*TASK DETAILS*
Go through the entries below and count the lines where "width" occurs. Give nothing but that number.

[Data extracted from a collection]
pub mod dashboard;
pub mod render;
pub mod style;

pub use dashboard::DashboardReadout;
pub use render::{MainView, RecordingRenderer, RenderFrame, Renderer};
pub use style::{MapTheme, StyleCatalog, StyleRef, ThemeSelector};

...

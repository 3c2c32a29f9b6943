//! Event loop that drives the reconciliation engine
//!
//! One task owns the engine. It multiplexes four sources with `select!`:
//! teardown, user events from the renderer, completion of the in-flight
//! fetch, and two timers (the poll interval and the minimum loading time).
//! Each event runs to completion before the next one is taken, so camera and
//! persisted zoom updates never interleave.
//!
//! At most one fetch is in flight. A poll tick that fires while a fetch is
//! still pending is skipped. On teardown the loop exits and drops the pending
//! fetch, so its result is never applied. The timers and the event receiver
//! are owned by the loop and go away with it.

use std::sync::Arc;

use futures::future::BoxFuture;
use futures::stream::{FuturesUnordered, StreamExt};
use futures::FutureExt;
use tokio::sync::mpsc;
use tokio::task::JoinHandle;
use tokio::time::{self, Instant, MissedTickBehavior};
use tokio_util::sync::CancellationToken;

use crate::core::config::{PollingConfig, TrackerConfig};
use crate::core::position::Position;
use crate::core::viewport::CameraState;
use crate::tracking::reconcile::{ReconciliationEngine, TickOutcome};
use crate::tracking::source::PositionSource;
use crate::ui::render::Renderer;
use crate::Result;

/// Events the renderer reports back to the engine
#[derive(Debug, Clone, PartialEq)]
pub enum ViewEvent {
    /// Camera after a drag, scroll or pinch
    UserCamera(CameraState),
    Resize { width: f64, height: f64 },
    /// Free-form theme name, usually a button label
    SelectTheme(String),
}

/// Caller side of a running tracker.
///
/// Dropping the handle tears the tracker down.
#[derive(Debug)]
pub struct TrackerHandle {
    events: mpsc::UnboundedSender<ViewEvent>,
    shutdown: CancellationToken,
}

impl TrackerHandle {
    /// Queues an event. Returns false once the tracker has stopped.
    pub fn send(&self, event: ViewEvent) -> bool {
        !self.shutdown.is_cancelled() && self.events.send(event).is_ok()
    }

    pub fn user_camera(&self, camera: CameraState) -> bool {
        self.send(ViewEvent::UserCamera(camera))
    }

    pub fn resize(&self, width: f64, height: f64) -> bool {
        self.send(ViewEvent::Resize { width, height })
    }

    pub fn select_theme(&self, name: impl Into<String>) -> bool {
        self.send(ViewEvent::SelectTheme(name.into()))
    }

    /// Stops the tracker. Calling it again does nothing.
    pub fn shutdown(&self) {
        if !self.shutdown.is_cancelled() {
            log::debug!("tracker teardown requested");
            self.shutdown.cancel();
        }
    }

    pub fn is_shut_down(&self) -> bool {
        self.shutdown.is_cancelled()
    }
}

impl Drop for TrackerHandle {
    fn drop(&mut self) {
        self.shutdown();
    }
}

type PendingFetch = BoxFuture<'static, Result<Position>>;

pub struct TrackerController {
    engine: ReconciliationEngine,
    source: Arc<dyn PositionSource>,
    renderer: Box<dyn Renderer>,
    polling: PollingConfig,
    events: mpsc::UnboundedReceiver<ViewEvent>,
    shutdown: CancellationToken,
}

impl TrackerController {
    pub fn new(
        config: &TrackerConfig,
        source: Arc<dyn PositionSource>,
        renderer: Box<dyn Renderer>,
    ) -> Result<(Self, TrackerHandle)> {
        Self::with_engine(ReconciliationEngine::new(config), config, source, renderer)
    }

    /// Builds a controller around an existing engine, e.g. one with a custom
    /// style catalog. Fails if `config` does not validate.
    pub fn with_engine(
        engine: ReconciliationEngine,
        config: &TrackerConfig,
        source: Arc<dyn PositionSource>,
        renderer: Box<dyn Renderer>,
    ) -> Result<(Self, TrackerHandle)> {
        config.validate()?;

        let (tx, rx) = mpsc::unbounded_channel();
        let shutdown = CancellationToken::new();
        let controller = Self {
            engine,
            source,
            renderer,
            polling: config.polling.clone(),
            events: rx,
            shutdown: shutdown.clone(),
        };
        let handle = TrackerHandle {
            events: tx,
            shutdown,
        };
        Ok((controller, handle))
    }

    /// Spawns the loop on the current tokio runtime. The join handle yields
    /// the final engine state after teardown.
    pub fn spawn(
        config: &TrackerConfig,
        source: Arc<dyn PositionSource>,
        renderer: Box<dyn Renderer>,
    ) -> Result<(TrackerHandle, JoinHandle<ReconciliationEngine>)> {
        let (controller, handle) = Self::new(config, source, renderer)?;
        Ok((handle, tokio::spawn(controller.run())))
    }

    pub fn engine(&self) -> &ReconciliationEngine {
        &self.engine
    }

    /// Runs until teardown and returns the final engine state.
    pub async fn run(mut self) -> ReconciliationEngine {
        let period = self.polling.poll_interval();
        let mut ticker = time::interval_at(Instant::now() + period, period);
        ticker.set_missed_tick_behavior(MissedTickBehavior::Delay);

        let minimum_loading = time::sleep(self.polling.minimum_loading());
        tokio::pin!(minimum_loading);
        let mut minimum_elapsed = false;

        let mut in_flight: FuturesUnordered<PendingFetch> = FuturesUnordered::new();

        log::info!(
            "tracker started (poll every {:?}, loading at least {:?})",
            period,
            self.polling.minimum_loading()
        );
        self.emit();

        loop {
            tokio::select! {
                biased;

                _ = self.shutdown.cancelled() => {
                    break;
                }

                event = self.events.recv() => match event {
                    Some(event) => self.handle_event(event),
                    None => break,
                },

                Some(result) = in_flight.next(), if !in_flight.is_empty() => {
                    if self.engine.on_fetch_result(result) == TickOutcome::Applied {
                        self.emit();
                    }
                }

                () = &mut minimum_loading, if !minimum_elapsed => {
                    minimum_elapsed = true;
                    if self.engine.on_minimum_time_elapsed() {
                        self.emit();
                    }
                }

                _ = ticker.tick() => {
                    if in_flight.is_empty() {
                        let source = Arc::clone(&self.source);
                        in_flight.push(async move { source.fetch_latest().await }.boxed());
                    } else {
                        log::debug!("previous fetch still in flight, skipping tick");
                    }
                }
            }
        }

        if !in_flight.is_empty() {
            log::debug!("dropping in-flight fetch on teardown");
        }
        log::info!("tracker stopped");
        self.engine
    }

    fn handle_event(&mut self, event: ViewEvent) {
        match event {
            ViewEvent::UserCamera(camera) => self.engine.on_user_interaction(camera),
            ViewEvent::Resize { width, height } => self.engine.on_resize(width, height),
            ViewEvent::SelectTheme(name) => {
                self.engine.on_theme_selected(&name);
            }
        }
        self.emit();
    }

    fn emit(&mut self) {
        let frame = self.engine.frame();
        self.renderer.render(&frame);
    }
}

*ANSWER BOX*
4